I would like to know if there is a way to check how much GPU memory is available before a function uses it. I have code that often uses 1.5 GB of GPU memory or more, and if something else is using the GPU when my program wants to use it, I get a MemoryError
exception or something similar.
I would like to implement some sort of code so that I can check to see if the GPU has enough memory available, and if it does, go ahead and run, but if not, wait until it IS available.
(Preferably, I would like to check before trying to use the GPU rather than using a try-except loop and just retrying if it fails)
I checked the PyOpenCL documentation to see if there was something relevant under device_info, but I couldn't find any actual descriptions.
This is not possible, and is actually a limitation of OpenCL, not just PyOpenCL. See here.
On NVIDIA devices, you can use nvidia-ml-py.
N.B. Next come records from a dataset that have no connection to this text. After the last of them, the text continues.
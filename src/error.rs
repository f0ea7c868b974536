//! Remote failure types and the conflict-aware [`Outcome`].
//!
//! Local I/O and configuration problems travel as plain `anyhow` errors with
//! context attached at the call site. Failures reported by the remote service
//! are wrapped in [`ApiError`] so callers (and tests) can tell a bad status
//! code apart from a response that could not be decoded.

use reqwest::StatusCode;
use thiserror::Error;

/// A failure reported by, or while talking to, the remote service.
#[derive(Debug, Error)]
pub enum ApiError {
    /// The service answered with a status code the caller did not expect.
    #[error("{method} {url} returned {status}: {body}")]
    Status {
        method: &'static str,
        url: String,
        status: StatusCode,
        body: String,
    },

    /// The service answered, but the payload could not be decoded.
    #[error("malformed response from {url}: {reason}")]
    Protocol { url: String, reason: String },

    /// The request never produced a response (connection refused, DNS, TLS).
    #[error("{method} {url} failed: {source}")]
    Transport {
        method: &'static str,
        url: String,
        #[source]
        source: reqwest::Error,
    },
}

/// Result of a remote call that treats `409 Conflict` as benign.
///
/// Failures are carried by the surrounding `Result`; this type only separates
/// a fresh success from "the resource is already there".
#[derive(Debug, Clone, PartialEq, Eq)]
pub enum Outcome<T> {
    /// The call created or accepted something new.
    Success(T),
    /// The resource already exists. The pre-existing value is attached when the
    /// service returned one.
    Conflict(Option<T>),
}

#[cfg(test)]
mod tests {
    use super::*;

    #[test]
    fn status_error_message_includes_body() {
        let err = ApiError::Status {
            method: "POST",
            url: "http://localhost/customers/1/folders".to_string(),
            status: StatusCode::INTERNAL_SERVER_ERROR,
            body: "boom".to_string(),
        };
        let msg = err.to_string();
        assert!(msg.contains("500"));
        assert!(msg.contains("boom"));
    }
}
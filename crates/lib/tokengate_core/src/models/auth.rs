//! Authentication domain models.
//!
//! `User` is the only shape that ever leaves the process; the password hash
//! travels separately in `UserWithPassword` and has no `Serialize` impl.

use chrono::{DateTime, Utc};
use serde::{Deserialize, Serialize};

/// Domain user.
#[derive(Debug, Clone, PartialEq, Eq, Serialize, Deserialize)]
pub struct User {
    pub id: String,
    pub username: String,
    pub email: String,
}

/// User with password hash (for internal auth flows).
#[derive(Clone)]
pub struct UserWithPassword {
    pub user: User,
    pub password_hash: String,
}

impl std::fmt::Debug for UserWithPassword {
    fn fmt(&self, f: &mut std::fmt::Formatter<'_>) -> std::fmt::Result {
        f.debug_struct("UserWithPassword")
            .field("user", &self.user)
            .field("password_hash", &"<redacted>")
            .finish()
    }
}

/// Registered application allowed to call the token endpoint.
#[derive(Clone)]
pub struct ClientRecord {
    pub id: String,
    pub secret: String,
    /// User the entry was last registered against.
    pub bound_user_id: String,
}

impl std::fmt::Debug for ClientRecord {
    fn fmt(&self, f: &mut std::fmt::Formatter<'_>) -> std::fmt::Result {
        f.debug_struct("ClientRecord")
            .field("id", &self.id)
            .field("bound_user_id", &self.bound_user_id)
            .finish_non_exhaustive()
    }
}

/// An issued access token.
///
/// `value` is the only copy of the plaintext token; the store keeps a digest.
#[derive(Clone)]
pub struct Token {
    pub value: String,
    pub user_id: String,
    pub client_id: String,
    pub issued_at: DateTime<Utc>,
    pub ttl: chrono::Duration,
    /// Always `None`: refresh issuance is disabled.
    pub refresh_token: Option<String>,
}

impl Token {
    /// Instant after which the token is no longer accepted.
    pub fn expires_at(&self) -> DateTime<Utc> {
        self.issued_at + self.ttl
    }

    /// TTL in whole seconds, as reported in `expires_in`.
    pub fn expires_in(&self) -> i64 {
        self.ttl.num_seconds()
    }
}

impl std::fmt::Debug for Token {
    fn fmt(&self, f: &mut std::fmt::Formatter<'_>) -> std::fmt::Result {
        f.debug_struct("Token")
            .field("user_id", &self.user_id)
            .field("client_id", &self.client_id)
            .field("issued_at", &self.issued_at)
            .field("ttl", &self.ttl)
            .finish_non_exhaustive()
    }
}

/// What a token value resolves to.
#[derive(Debug, Clone, PartialEq, Eq)]
pub struct TokenBinding {
    pub user_id: String,
    pub client_id: String,
    pub issued_at: DateTime<Utc>,
    pub expires_at: DateTime<Utc>,
}
//! # tokengate_api
//!
//! HTTP API library for Tokengate.

pub mod config;
pub mod error;
pub mod handlers;
pub mod middleware;
pub mod models;
pub mod services;

use std::sync::Arc;

use axum::Router;
use axum::routing::get;
use tokengate_core::auth::clients::ClientRegistry;
use tokengate_core::auth::directory::UserDirectory;
use tokengate_core::auth::tokens::TokenStore;
use tower_http::cors::{Any, CorsLayer};
use tower_http::trace::TraceLayer;

use crate::config::ApiConfig;
use crate::handlers::{home, oauth};

/// Token endpoint path.
pub const OAUTH_PATH: &str = "/oauth";

/// Protected profile endpoint path.
pub const HOME_PATH: &str = "/home";

/// Shared application state passed to all handlers.
#[derive(Clone)]
pub struct AppState {
    /// Read-only user lookups.
    pub directory: Arc<dyn UserDirectory>,
    /// Applications allowed to call the token endpoint.
    pub clients: Arc<ClientRegistry>,
    /// Issued access tokens.
    pub tokens: Arc<TokenStore>,
    /// API configuration.
    pub config: ApiConfig,
}

/// Builds the Axum router with all routes and shared state.
pub fn router(state: AppState) -> Router {
    let cors = CorsLayer::new()
        .allow_origin(Any)
        .allow_methods(Any)
        .allow_headers(Any);

    // Public routes (no auth required)
    let public = Router::new().route(
        OAUTH_PATH,
        get(oauth::token_handler).post(oauth::token_handler),
    );

    // Protected routes (require a bearer token)
    let protected = Router::new()
        .route(HOME_PATH, get(home::home_handler))
        .layer(axum::middleware::from_fn_with_state(
            state.clone(),
            middleware::auth::require_bearer,
        ));

    Router::new()
        .merge(public)
        .merge(protected)
        .layer(TraceLayer::new_for_http())
        .layer(cors)
        .with_state(state)
}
Then you can do something like this:
from pynvml import *
nvmlInit()
for i in range(nvmlDeviceGetCount()):
handle = nvmlDeviceGetHandleByIndex(i)
meminfo = nvmlDeviceGetMemoryInfo(handle)
print("%s: %0.1f MB free, %0.1f MB used, %0.1f MB total" % (
nvmlDeviceGetName(handle),
meminfo.free/1024.**2, meminfo.used/1024.**2, meminfo.total/1024.**2))
nvmlShutdown()